WORK TASK: Word for word, transcribe the lines from the one containing "pub use router::hackathon_router;" through the end of the entries, both included, and nothing else.

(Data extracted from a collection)
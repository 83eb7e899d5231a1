mod common;
use crate::config::ConfigError;
use crate::telemetry::TelemetryError;
use crate::workflows::hackathon::HackathonServiceError;
use std::fmt;

#[derive(Debug)]
pub enum AppError {
    Config(ConfigError),
    Telemetry(TelemetryError),
    Io(std::io::Error),
    Server(axum::Error),
    Workflow(HackathonServiceError),
}

impl fmt::Display for AppError {
    fn fmt(&self, f: &mut fmt::Formatter<'_>) -> fmt::Result {
        match self {
            AppError::Config(err) => write!(f, "configuration error: {}", err),
            AppError::Telemetry(err) => write!(f, "telemetry error: {}", err),
            AppError::Io(err) => write!(f, "io error: {}", err),
            AppError::Server(err) => write!(f, "server error: {}", err),
            AppError::Workflow(err) => write!(f, "workflow error: {}", err),
        }
    }
}

impl std::error::Error for AppError {
    fn source(&self) -> Option<&(dyn std::error::Error + 'static)> {
        match self {
            AppError::Config(err) => Some(err),
            AppError::Telemetry(err) => Some(err),
            AppError::Io(err) => Some(err),
            AppError::Server(err) => Some(err),
            AppError::Workflow(err) => Some(err),
        }
    }
}

impl From<ConfigError> for AppError {
    fn from(value: ConfigError) -> Self {
        Self::Config(value)
    }
}

impl From<TelemetryError> for AppError {
    fn from(value: TelemetryError) -> Self {
        Self::Telemetry(value)
    }
}

impl From<std::io::Error> for AppError {
    fn from(value: std::io::Error) -> Self {
        Self::Io(value)
    }
}

impl From<axum::Error> for AppError {
    fn from(value: axum::Error) -> Self {
        Self::Server(value)
    }
}

impl From<HackathonServiceError> for AppError {
    fn from(value: HackathonServiceError) -> Self {
        Self::Workflow(value)
    }
}
use chrono::{DateTime, Utc};
use serde::{Deserialize, Serialize};

use super::domain::{
    AttendanceAggregate, CertificateRecord, Credential, CredentialPurpose, Event, EventId,
    EventPhase, ScoreRecord, ScoreRound, ShortlistEntry, Team, TeamId, UserId,
};

/// Storage abstraction for the coordination workflow.
///
/// The contract deliberately exposes conditional and atomic primitives for
/// the three fields that need write-conflict protection: an event's `phase`
/// (conditional update), a credential's `used` flag (compare-and-set), and
/// the attendance counter (atomic increment). A naive read-then-write on any
/// of them loses updates under concurrent requests.
pub trait HackathonStore: Send + Sync {
    fn insert_event(&self, event: Event) -> Result<Event, StoreError>;
    fn fetch_event(&self, id: &EventId) -> Result<Option<Event>, StoreError>;

    /// Persist a phase transition only if the stored phase still equals
    /// `from`; returns [`StoreError::VersionConflict`] when another writer
    /// moved the phase first.
    fn update_phase(
        &self,
        id: &EventId,
        from: EventPhase,
        to: EventPhase,
    ) -> Result<Event, StoreError>;

    fn insert_team(&self, team: Team) -> Result<Team, StoreError>;
    fn fetch_team(&self, event_id: &EventId, team_id: &TeamId) -> Result<Option<Team>, StoreError>;
    fn update_team(&self, team: Team) -> Result<(), StoreError>;
    fn teams_for_event(&self, event_id: &EventId) -> Result<Vec<Team>, StoreError>;

    fn upsert_score(&self, record: ScoreRecord) -> Result<ScoreRecord, StoreError>;
    fn fetch_score(
        &self,
        event_id: &EventId,
        evaluator_id: &UserId,
        subject_id: &TeamId,
        round: ScoreRound,
    ) -> Result<Option<ScoreRecord>, StoreError>;
    /// Scores for one event and round, in insertion order. Leaderboard
    /// stability depends on this order being reproducible between calls.
    fn scores_for_event(
        &self,
        event_id: &EventId,
        round: ScoreRound,
    ) -> Result<Vec<ScoreRecord>, StoreError>;

    /// Replace the full shortlist snapshot for an event. Readers observe
    /// either the old set or the new set, never a mix.
    fn replace_shortlist(
        &self,
        event_id: &EventId,
        entries: Vec<ShortlistEntry>,
    ) -> Result<(), StoreError>;
    fn shortlist_for_event(&self, event_id: &EventId) -> Result<Vec<ShortlistEntry>, StoreError>;

    /// Insert a credential; fails with [`StoreError::Conflict`] when one
    /// already exists for the same (event, subject, purpose) binding or the
    /// same token.
    fn insert_credential(&self, credential: Credential) -> Result<Credential, StoreError>;
    fn credential_by_token(&self, token: &str) -> Result<Option<Credential>, StoreError>;
    fn credential_by_binding(
        &self,
        event_id: &EventId,
        subject_id: &UserId,
        purpose: &CredentialPurpose,
    ) -> Result<Option<Credential>, StoreError>;

    /// Compare-and-set: mark the credential used only if it is still unused
    /// at write time. Exactly one of any number of concurrent callers wins;
    /// the rest get [`StoreError::VersionConflict`].
    fn mark_credential_used(
        &self,
        token: &str,
        used_by: &UserId,
        used_at: DateTime<Utc>,
    ) -> Result<Credential, StoreError>;

    /// Atomically bump the team's scanned counter by one, initializing the
    /// aggregate from the team roster on first use.
    fn increment_attendance(
        &self,
        event_id: &EventId,
        team_id: &TeamId,
    ) -> Result<AttendanceAggregate, StoreError>;
    fn attendance_for_team(
        &self,
        event_id: &EventId,
        team_id: &TeamId,
    ) -> Result<Option<AttendanceAggregate>, StoreError>;

    fn insert_certificate(&self, record: CertificateRecord) -> Result<(), StoreError>;
    fn certificates_for_event(
        &self,
        event_id: &EventId,
    ) -> Result<Vec<CertificateRecord>, StoreError>;
}

/// Error enumeration for storage failures.
#[derive(Debug, thiserror::Error)]
pub enum StoreError {
    #[error("record already exists")]
    Conflict,
    #[error("record not found")]
    NotFound,
    #[error("conditional write lost to a concurrent update")]
    VersionConflict,
    #[error("store unavailable: {0}")]
    Unavailable(String),
}

/// Outbound notification payload. Delivery transports (email, push) live
/// behind the sink; the workflow only shapes the message.
#[derive(Debug, Clone, PartialEq, Eq, Serialize, Deserialize)]
pub struct Notification {
    pub title: String,
    pub message: String,
    pub kind: NotificationKind,
    pub payload: serde_json::Value,
}

#[derive(Debug, Clone, Copy, PartialEq, Eq, Serialize, Deserialize)]
#[serde(rename_all = "snake_case")]
pub enum NotificationKind {
    PhaseChange,
    ShortlistResult,
}

/// Fire-and-forget notification hook. Failures must never roll back the
/// domain operation that triggered the fan-out.
pub trait NotificationSink: Send + Sync {
    fn notify(&self, user_id: &UserId, notification: Notification) -> Result<(), NotifyError>;
}

/// Notification dispatch error.
#[derive(Debug, thiserror::Error)]
pub enum NotifyError {
    #[error("notification transport unavailable: {0}")]
    Transport(String),
}

/// Turns a certificate's structured fields into an opaque artifact reference
/// (URL or path). The workflow never inspects the artifact itself.
pub trait CertificateRenderer: Send + Sync {
    fn render(
        &self,
        certificate_id: &str,
        event_title: &str,
        team: &Team,
    ) -> Result<String, RenderError>;
}

/// Certificate rendering error.
#[derive(Debug, thiserror::Error)]
pub enum RenderError {
    #[error("renderer unavailable: {0}")]
    Unavailable(String),
}

/// Sanitized event representation for API responses.
#[derive(Debug, Clone, Serialize)]
pub struct EventView {
    pub event_id: EventId,
    pub title: String,
    pub phase: EventPhase,
    pub phase_label: &'static str,
    pub shortlist_target_count: usize,
}

impl EventView {
    pub fn from_event(event: &Event) -> Self {
        Self {
            event_id: event.id.clone(),
            title: event.title.clone(),
            phase: event.phase,
            phase_label: event.phase.label(),
            shortlist_target_count: event.shortlist_target_count,
        }
    }
}

/// Redemption outcome returned to the gate scanner.
#[derive(Debug, Clone, Serialize)]
pub struct RedemptionReceipt {
    pub token: String,
    pub event_id: EventId,
    pub subject_id: UserId,
    pub team_id: TeamId,
    pub purpose: String,
    pub redeemed_at: DateTime<Utc>,
    #[serde(skip_serializing_if = "Option::is_none")]
    pub attendance: Option<AttendanceView>,
}

/// Attendance tally included in entry-redemption receipts.
#[derive(Debug, Clone, Serialize)]
pub struct AttendanceView {
    pub total_members: usize,
    pub members_scanned: usize,
    pub reported: bool,
}

impl AttendanceView {
    pub fn from_aggregate(aggregate: &AttendanceAggregate) -> Self {
        Self {
            total_members: aggregate.total_members,
            members_scanned: aggregate.members_scanned,
            reported: aggregate.reported(),
        }
    }
}
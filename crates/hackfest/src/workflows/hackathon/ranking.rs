use serde::Serialize;

use super::domain::{EventId, ScoreRecord, ShortlistEntry, TeamId};
use super::scoring::round2;

/// One leaderboard row. Rank is 1-based and assigned after sorting.
#[derive(Debug, Clone, PartialEq, Serialize)]
pub struct LeaderboardEntry {
    pub team_id: TeamId,
    pub total: f64,
    pub rank: usize,
    /// How many evaluator sheets contributed to `total`.
    pub score_count: usize,
}

/// Aggregates score records into stable-sorted leaderboards and top-N cuts.
///
/// Sorting is stable throughout: subjects with equal totals keep the order
/// they were fetched in, and no secondary tie-break key exists. Callers must
/// not assume any deterministic tie order beyond that stability.
#[derive(Debug, Default, Clone, Copy)]
pub struct RankingSelector;

impl RankingSelector {
    pub const fn new() -> Self {
        Self
    }

    /// Screening leaderboard: one row per subject, sorted by total
    /// descending. Multiple evaluator sheets for one subject collapse to a
    /// simple mean, so a team scored by several evaluators still occupies
    /// exactly one row (and therefore at most one shortlist slot).
    pub fn screening_leaderboard(&self, records: &[ScoreRecord]) -> Vec<LeaderboardEntry> {
        Self::ranked(records)
    }

    /// Judging leaderboard: the same per-subject aggregation over the
    /// judging sheets.
    pub fn judging_leaderboard(&self, records: &[ScoreRecord]) -> Vec<LeaderboardEntry> {
        Self::ranked(records)
    }

    /// Collapse records to one entry per subject: a simple mean of the
    /// sheet totals, not weighted by evaluator. Grouping preserves
    /// first-appearance order so stability carries over from the fetch
    /// order.
    fn ranked(records: &[ScoreRecord]) -> Vec<LeaderboardEntry> {
        let mut entries: Vec<LeaderboardEntry> = Vec::new();

        for record in records {
            match entries
                .iter_mut()
                .find(|entry| entry.team_id == record.subject_id)
            {
                Some(entry) => {
                    entry.total += record.total;
                    entry.score_count += 1;
                }
                None => entries.push(LeaderboardEntry {
                    team_id: record.subject_id.clone(),
                    total: record.total,
                    rank: 0,
                    score_count: 1,
                }),
            }
        }

        for entry in &mut entries {
            entry.total = round2(entry.total / entry.score_count as f64);
        }

        Self::sort_and_rank(&mut entries);
        entries
    }

    /// Cut the top `target_count` rows into a shortlist snapshot. Exact ties
    /// at the boundary are resolved by stable order: the N-th row by fetch
    /// order wins the last slot.
    pub fn select_top(
        &self,
        event_id: &EventId,
        leaderboard: &[LeaderboardEntry],
        target_count: usize,
    ) -> Vec<ShortlistEntry> {
        leaderboard
            .iter()
            .take(target_count)
            .map(|entry| ShortlistEntry {
                event_id: event_id.clone(),
                team_id: entry.team_id.clone(),
                rank: entry.rank,
            })
            .collect()
    }

    fn sort_and_rank(entries: &mut [LeaderboardEntry]) {
        // Vec::sort_by is stable; equal totals retain fetch order.
        entries.sort_by(|a, b| b.total.total_cmp(&a.total));
        for (index, entry) in entries.iter_mut().enumerate() {
            entry.rank = index + 1;
        }
    }
}
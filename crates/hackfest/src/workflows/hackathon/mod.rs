//! Hackathon lifecycle coordination: phase state machine, weighted scoring
//! and ranking, single-use credential redemption, and certificate ids.
//!
//! The three mechanisms with hard correctness requirements live here: the
//! date-driven phase machine (sole mutator of an event's `phase`), the
//! deterministic scoring/ranking pipeline shared by screening and judging,
//! and the at-most-once credential redemption ledger with its attendance
//! counter. Everything else (accounts, storage, delivery, rendering) sits
//! behind the traits in [`repository`].

pub mod certificates;
pub mod credentials;
pub mod domain;
pub mod phase;
pub mod ranking;
pub mod repository;
pub mod router;
pub mod scoring;
pub mod service;

#[cfg(test)]
mod tests;

pub use domain::{
    AttendanceAggregate, CertificateRecord, Credential, CredentialPurpose, Event, EventId,
    EventPhase, MilestoneSchedule, ScoreRecord, ScoreRound, ShortlistEntry, Team, TeamId,
    TeamStatus, UserId,
};
pub use phase::{target_phase, PhaseEngine};
pub use ranking::{LeaderboardEntry, RankingSelector};
pub use repository::{
    AttendanceView, CertificateRenderer, EventView, HackathonStore, Notification,
    NotificationKind, NotificationSink, NotifyError, RedemptionReceipt, RenderError, StoreError,
};
pub use router::hackathon_router;
pub use scoring::{ScoreSubmission, ScoringEngine, ScoringError};
pub use service::{HackathonService, HackathonServiceError, NewEvent, NewTeam};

OUTPUT FOR THIS TASK:
pub use router::hackathon_router;
pub use scoring::{ScoreSubmission, ScoringEngine, ScoringError};
pub use service::{HackathonService, HackathonServiceError, NewEvent, NewTeam};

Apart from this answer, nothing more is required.